Return verbatim the run of lines that opens with the line holding "write_csv(PROJECT_HEADERS, projects.iter().map(project_row))" and closes with the last line of the records.

▶ _Dataset entries_

********

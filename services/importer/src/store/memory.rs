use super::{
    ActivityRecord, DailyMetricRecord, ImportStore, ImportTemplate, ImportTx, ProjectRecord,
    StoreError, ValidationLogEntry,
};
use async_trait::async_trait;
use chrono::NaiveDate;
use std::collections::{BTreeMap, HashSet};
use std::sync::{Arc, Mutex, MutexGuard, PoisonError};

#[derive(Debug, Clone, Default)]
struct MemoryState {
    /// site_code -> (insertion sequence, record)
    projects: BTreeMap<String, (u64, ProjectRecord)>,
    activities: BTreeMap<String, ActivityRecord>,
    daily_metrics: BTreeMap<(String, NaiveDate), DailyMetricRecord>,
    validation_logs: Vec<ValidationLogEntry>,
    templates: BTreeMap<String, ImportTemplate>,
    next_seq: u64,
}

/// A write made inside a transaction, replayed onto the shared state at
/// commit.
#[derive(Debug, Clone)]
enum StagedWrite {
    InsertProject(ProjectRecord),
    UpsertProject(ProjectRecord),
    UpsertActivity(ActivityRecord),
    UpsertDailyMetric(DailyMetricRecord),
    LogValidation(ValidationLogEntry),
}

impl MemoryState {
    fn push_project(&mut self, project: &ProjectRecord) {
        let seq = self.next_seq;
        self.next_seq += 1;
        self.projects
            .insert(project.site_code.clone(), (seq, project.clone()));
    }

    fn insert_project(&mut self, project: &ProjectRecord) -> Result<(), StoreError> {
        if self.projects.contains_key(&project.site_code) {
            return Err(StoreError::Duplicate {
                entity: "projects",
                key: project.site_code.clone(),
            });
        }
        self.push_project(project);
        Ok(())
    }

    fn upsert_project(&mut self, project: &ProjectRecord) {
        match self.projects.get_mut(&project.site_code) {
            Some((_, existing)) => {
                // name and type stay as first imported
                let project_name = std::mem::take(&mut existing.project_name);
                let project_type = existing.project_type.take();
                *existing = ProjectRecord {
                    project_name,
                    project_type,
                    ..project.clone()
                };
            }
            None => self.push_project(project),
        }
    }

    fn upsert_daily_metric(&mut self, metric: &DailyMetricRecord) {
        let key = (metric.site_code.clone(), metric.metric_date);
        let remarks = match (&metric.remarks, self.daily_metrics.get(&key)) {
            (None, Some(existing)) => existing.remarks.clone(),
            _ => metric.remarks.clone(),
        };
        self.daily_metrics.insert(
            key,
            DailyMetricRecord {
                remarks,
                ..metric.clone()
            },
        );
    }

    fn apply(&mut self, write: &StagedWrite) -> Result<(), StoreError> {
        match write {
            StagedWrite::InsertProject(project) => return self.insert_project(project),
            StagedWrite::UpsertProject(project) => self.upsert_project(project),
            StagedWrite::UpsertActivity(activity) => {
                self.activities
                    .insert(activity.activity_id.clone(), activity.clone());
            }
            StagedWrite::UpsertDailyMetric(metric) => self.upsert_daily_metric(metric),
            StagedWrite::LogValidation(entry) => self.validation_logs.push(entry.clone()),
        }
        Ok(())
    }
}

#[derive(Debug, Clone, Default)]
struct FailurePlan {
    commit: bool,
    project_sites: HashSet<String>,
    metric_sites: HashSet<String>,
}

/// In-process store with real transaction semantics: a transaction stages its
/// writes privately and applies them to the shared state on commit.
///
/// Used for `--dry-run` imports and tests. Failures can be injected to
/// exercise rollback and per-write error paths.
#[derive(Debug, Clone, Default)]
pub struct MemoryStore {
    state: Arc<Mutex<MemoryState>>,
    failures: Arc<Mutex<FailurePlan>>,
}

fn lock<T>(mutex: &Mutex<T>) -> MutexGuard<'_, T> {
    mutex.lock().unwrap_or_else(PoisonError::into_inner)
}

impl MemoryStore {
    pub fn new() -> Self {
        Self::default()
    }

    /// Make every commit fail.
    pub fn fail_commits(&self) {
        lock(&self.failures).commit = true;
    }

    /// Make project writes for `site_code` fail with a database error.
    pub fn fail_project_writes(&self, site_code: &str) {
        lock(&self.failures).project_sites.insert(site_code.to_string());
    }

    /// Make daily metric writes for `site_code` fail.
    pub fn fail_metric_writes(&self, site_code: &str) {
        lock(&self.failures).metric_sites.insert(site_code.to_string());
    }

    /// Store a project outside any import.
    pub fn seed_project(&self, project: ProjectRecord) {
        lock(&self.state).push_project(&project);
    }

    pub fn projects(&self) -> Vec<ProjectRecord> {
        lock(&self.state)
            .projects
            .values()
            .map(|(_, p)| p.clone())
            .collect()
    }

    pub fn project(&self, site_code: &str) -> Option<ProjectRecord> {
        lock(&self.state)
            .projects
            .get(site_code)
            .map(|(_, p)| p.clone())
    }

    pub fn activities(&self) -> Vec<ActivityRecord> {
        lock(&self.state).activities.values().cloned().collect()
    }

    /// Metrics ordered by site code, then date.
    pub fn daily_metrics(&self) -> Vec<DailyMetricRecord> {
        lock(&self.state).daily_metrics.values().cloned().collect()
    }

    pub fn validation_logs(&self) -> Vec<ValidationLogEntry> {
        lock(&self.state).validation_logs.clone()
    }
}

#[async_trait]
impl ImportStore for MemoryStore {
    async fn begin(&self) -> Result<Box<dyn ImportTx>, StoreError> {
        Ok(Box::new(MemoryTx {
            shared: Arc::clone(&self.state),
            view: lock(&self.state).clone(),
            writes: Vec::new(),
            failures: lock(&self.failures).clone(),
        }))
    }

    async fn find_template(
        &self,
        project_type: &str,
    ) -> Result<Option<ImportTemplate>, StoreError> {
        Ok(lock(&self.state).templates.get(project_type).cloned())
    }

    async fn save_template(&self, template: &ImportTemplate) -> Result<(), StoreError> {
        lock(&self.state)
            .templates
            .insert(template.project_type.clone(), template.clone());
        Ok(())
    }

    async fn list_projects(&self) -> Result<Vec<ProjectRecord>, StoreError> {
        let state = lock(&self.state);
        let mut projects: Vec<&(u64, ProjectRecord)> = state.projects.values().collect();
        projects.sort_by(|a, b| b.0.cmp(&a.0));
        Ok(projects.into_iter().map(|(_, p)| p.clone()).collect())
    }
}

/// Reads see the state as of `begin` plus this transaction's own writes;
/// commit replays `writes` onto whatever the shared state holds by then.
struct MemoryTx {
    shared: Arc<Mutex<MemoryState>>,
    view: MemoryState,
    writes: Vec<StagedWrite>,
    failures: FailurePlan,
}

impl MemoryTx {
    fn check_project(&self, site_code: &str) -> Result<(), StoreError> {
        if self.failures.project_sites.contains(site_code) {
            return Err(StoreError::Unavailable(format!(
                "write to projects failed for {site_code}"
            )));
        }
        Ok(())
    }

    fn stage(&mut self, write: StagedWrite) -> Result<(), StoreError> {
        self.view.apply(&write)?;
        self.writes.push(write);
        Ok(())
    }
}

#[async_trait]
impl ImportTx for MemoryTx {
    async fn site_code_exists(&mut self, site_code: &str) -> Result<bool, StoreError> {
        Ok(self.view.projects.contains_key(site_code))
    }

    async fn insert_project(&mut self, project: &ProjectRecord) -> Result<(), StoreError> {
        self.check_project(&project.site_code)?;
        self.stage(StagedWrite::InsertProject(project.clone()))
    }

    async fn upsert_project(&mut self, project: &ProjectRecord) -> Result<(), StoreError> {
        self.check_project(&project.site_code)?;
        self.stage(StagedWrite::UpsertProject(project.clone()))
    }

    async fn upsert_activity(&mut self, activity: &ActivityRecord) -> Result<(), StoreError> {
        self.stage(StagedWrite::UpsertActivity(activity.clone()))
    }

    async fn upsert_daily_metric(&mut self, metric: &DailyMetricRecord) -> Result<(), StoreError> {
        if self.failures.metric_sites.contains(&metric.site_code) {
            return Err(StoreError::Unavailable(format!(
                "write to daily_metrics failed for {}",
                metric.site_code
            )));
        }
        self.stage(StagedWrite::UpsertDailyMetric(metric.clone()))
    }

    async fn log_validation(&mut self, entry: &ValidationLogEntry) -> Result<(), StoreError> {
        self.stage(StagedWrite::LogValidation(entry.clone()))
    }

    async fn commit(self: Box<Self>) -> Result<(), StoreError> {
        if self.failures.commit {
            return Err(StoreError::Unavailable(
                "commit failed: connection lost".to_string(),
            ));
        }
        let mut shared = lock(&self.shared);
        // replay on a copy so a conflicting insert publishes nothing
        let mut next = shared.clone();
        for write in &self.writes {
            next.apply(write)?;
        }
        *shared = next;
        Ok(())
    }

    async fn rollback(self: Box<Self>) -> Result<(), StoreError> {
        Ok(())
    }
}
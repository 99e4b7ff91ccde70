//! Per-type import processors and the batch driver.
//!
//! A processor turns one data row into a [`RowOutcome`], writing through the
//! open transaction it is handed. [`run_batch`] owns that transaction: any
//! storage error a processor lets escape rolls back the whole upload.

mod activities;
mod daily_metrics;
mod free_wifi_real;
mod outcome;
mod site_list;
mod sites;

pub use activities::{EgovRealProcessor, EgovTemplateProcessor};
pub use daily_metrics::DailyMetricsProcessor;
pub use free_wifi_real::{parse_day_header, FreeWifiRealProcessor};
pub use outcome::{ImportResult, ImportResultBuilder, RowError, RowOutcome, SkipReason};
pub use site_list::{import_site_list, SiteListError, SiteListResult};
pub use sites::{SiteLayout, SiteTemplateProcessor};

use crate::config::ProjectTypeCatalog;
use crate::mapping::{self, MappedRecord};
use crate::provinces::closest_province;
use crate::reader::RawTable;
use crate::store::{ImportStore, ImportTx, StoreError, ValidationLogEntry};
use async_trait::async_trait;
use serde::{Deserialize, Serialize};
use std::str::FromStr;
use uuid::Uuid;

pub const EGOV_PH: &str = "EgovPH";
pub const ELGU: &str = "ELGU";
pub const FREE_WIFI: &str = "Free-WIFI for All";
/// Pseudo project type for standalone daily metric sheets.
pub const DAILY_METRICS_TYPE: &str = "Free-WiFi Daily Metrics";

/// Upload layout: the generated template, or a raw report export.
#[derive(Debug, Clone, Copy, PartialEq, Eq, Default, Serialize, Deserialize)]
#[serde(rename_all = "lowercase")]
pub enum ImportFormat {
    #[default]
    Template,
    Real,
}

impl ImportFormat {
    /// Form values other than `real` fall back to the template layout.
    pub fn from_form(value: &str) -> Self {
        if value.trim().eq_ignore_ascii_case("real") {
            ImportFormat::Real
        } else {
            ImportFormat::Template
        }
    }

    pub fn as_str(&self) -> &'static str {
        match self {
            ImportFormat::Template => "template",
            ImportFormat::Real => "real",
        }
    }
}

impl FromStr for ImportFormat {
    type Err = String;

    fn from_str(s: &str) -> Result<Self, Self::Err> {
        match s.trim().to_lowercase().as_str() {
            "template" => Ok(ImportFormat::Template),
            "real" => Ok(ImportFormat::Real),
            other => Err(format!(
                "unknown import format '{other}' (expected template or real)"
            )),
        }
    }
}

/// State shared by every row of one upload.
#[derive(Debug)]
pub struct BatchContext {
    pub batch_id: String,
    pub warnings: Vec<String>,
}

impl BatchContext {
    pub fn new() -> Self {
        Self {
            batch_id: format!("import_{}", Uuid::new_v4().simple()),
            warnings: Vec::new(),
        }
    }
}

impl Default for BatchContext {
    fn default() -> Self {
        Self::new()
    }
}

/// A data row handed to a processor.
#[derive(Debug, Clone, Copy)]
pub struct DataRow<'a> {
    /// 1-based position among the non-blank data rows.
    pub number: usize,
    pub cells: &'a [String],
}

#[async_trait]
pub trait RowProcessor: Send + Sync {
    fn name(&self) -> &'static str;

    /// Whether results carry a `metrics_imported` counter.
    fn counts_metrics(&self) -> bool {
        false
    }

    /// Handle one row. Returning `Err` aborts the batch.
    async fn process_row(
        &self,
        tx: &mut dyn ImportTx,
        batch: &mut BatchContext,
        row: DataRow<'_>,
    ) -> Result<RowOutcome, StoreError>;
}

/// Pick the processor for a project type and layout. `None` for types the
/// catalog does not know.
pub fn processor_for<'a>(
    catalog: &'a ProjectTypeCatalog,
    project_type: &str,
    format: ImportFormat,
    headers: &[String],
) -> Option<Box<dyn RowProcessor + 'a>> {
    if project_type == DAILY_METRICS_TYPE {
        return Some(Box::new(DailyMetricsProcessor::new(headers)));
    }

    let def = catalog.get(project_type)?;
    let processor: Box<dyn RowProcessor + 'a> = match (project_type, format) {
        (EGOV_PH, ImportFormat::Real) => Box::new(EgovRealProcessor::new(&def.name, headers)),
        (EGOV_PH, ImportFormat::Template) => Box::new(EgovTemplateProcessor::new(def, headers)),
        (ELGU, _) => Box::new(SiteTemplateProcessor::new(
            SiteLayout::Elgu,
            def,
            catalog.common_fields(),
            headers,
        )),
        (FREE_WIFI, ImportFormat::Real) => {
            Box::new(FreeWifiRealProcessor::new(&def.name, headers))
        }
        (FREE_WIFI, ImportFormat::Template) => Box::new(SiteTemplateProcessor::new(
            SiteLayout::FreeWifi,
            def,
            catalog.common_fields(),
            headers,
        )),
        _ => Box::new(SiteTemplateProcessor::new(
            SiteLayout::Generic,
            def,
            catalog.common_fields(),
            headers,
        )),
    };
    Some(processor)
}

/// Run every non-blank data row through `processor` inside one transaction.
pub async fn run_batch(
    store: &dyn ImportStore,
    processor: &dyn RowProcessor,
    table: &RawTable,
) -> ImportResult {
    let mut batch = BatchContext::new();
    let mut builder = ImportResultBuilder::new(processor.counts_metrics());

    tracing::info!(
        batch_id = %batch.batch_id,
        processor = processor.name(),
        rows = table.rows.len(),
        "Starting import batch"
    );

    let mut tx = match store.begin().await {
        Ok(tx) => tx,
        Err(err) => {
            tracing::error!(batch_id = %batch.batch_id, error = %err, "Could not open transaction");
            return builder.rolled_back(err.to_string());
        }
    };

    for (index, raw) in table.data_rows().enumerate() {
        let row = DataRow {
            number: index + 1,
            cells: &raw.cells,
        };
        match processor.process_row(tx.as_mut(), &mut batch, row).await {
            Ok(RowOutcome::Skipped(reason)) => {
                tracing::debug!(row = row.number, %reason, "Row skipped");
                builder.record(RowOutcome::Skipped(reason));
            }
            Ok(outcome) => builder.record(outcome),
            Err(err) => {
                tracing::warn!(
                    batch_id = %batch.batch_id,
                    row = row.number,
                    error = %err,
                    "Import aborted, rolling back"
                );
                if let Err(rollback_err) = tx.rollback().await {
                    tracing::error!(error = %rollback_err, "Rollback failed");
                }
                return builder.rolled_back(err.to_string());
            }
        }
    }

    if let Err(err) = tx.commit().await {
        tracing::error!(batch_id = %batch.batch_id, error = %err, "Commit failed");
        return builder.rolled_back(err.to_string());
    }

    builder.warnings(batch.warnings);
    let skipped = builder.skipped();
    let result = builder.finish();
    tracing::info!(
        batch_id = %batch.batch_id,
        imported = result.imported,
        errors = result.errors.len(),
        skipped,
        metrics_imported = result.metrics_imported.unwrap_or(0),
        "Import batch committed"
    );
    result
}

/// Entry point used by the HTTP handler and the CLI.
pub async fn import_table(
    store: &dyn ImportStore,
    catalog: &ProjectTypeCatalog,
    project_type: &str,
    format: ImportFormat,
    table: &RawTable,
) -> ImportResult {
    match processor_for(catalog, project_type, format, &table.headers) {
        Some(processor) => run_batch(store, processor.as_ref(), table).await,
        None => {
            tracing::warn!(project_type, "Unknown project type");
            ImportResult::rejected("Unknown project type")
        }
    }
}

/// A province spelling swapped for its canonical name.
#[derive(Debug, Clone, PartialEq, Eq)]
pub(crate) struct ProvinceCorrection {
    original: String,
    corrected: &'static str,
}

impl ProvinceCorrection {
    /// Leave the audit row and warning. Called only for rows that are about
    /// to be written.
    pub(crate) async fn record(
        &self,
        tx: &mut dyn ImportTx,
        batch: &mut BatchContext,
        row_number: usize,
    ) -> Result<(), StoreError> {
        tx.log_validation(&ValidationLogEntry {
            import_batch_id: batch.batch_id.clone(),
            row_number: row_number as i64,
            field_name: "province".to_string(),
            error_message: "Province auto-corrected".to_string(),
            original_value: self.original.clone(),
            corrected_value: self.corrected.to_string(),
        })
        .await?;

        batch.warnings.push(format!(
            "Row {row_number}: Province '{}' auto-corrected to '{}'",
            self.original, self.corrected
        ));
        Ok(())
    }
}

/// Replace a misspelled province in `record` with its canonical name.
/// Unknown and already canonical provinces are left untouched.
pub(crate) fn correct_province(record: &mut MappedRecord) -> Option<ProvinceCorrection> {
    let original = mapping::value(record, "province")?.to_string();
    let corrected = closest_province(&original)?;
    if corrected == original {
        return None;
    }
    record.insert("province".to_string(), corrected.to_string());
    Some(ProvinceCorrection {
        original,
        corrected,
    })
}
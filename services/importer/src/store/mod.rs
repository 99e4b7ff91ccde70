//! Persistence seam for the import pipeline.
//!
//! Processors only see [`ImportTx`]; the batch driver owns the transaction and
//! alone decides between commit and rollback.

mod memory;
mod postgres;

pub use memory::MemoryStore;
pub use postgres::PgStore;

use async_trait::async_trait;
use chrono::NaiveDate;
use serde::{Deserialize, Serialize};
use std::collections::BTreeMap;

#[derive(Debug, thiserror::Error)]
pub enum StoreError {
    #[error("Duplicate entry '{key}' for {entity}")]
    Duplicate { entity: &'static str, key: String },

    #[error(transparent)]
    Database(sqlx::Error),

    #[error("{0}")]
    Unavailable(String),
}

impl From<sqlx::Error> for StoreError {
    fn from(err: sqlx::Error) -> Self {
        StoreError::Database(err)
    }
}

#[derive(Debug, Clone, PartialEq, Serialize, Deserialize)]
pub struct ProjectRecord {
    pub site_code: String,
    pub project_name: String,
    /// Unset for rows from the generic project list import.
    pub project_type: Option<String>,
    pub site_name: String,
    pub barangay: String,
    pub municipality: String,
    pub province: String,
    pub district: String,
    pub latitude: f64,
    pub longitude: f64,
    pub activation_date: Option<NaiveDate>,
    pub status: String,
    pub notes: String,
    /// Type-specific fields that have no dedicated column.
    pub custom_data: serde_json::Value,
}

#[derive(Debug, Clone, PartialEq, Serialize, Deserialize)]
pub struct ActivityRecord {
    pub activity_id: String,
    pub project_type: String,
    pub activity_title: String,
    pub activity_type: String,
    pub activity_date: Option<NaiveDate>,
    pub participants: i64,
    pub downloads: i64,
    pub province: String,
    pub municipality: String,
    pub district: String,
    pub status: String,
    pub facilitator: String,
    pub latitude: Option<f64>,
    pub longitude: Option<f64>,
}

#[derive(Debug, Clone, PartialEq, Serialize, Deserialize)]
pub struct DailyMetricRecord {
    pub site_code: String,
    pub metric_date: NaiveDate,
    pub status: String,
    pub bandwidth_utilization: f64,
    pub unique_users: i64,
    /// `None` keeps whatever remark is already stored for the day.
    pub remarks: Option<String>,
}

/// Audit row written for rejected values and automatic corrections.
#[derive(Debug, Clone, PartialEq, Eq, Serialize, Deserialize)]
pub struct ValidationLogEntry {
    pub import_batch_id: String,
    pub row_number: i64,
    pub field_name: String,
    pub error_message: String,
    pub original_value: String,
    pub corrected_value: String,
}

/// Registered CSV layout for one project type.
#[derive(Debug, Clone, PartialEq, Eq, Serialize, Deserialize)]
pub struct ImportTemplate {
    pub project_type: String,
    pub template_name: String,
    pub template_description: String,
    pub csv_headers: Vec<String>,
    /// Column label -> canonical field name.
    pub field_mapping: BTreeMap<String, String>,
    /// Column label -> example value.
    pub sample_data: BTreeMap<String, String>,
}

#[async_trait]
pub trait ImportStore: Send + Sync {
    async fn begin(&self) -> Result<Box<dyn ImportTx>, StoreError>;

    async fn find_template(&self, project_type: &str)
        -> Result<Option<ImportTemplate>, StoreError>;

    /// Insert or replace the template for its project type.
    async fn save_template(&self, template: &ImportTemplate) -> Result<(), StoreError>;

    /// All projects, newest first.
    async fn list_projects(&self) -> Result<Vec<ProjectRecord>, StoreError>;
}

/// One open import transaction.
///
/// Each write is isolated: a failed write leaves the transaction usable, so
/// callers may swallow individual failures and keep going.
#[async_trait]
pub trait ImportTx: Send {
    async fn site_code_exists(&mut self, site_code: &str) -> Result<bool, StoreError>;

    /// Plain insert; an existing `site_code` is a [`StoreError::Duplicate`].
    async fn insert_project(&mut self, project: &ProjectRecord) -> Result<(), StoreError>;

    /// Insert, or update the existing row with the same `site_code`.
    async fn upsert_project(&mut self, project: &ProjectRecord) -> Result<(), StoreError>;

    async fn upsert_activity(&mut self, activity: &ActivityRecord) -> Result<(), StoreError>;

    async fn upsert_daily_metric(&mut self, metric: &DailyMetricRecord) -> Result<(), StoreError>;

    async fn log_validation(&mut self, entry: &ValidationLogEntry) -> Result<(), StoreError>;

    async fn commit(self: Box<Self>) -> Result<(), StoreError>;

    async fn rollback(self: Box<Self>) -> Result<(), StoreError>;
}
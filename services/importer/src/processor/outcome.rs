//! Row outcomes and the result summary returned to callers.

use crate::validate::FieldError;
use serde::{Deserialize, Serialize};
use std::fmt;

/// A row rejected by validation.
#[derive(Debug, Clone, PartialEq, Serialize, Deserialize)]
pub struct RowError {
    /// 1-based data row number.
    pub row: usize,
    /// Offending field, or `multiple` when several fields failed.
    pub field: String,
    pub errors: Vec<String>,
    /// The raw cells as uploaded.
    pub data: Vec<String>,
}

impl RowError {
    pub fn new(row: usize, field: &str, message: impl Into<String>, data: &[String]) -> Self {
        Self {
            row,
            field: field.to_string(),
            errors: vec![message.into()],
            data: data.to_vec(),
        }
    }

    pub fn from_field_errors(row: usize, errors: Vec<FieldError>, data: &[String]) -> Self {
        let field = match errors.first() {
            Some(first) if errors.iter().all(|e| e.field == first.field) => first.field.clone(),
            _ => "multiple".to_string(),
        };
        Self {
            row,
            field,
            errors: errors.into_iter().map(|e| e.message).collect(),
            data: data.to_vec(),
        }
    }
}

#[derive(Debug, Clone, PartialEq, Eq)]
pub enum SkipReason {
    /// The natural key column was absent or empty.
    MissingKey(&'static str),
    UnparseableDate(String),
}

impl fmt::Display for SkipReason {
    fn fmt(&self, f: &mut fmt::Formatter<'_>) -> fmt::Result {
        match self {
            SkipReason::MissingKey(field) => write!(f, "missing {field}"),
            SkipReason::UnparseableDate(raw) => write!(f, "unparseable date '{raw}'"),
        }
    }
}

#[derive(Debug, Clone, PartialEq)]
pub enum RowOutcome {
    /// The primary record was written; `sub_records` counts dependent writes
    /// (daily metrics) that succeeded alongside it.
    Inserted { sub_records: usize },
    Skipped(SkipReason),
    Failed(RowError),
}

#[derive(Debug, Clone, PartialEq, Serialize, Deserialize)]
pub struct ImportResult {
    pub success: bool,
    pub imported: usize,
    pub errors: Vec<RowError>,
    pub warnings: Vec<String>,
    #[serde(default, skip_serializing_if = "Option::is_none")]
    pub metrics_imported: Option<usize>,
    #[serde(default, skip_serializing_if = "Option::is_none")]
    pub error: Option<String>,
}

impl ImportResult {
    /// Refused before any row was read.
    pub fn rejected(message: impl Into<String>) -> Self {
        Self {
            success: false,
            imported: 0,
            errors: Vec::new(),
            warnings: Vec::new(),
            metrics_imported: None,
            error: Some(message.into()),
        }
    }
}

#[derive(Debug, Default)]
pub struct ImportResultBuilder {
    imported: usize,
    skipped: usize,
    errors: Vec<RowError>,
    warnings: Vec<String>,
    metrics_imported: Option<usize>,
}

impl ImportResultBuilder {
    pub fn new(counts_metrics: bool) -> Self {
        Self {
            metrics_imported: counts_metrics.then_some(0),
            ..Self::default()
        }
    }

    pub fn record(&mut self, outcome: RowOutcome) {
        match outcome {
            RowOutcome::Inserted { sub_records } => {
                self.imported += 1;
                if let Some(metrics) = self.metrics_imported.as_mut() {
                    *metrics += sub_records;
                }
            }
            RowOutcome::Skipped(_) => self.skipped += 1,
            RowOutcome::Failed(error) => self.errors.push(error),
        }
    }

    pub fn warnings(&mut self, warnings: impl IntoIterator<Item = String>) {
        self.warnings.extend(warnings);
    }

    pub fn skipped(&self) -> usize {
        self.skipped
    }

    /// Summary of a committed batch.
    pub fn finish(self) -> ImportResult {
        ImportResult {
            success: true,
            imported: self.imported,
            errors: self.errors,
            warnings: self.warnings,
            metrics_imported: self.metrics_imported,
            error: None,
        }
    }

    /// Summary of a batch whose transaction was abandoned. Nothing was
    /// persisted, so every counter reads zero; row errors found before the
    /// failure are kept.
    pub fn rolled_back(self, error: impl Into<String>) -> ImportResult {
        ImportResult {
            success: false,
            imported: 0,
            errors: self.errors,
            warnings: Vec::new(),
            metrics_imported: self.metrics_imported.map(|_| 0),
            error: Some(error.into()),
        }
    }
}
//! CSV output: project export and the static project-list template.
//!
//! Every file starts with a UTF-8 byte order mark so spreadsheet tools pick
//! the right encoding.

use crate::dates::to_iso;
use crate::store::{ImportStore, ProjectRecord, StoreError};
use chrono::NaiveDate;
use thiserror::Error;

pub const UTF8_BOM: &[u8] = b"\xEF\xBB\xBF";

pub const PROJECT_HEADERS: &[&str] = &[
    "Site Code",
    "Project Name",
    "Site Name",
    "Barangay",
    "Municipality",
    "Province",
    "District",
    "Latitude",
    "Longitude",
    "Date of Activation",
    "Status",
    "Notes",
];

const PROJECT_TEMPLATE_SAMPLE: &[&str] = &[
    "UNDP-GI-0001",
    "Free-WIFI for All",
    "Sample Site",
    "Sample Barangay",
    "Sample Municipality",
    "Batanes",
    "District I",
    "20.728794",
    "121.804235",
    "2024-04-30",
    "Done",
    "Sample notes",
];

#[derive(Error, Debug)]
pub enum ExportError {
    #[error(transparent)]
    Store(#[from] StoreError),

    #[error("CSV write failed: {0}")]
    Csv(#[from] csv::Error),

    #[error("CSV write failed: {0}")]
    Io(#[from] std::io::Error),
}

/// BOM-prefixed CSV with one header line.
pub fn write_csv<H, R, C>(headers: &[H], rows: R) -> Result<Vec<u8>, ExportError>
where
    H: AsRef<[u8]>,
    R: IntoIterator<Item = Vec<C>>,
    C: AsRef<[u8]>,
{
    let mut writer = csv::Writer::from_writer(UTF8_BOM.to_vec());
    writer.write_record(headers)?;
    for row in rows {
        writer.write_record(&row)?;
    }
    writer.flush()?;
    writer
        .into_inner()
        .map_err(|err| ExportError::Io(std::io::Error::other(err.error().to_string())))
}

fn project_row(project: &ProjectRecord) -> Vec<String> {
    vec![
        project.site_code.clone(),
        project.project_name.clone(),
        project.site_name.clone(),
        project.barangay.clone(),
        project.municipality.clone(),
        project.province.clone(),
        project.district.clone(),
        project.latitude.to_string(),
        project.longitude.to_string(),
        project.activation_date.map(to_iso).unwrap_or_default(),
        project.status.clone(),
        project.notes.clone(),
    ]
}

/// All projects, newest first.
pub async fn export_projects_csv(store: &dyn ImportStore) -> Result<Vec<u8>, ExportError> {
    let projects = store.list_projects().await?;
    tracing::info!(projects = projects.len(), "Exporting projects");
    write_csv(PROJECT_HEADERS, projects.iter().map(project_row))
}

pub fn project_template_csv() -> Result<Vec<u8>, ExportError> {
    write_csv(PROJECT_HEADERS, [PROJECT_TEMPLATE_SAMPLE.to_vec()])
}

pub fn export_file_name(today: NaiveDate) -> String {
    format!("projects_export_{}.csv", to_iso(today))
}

********

▶ _RESULT OF THIS TASK_
    write_csv(PROJECT_HEADERS, projects.iter().map(project_row))
}

pub fn project_template_csv() -> Result<Vec<u8>, ExportError> {
    write_csv(PROJECT_HEADERS, [PROJECT_TEMPLATE_SAMPLE.to_vec()])
}

pub fn export_file_name(today: NaiveDate) -> String {
    format!("projects_export_{}.csv", to_iso(today))
}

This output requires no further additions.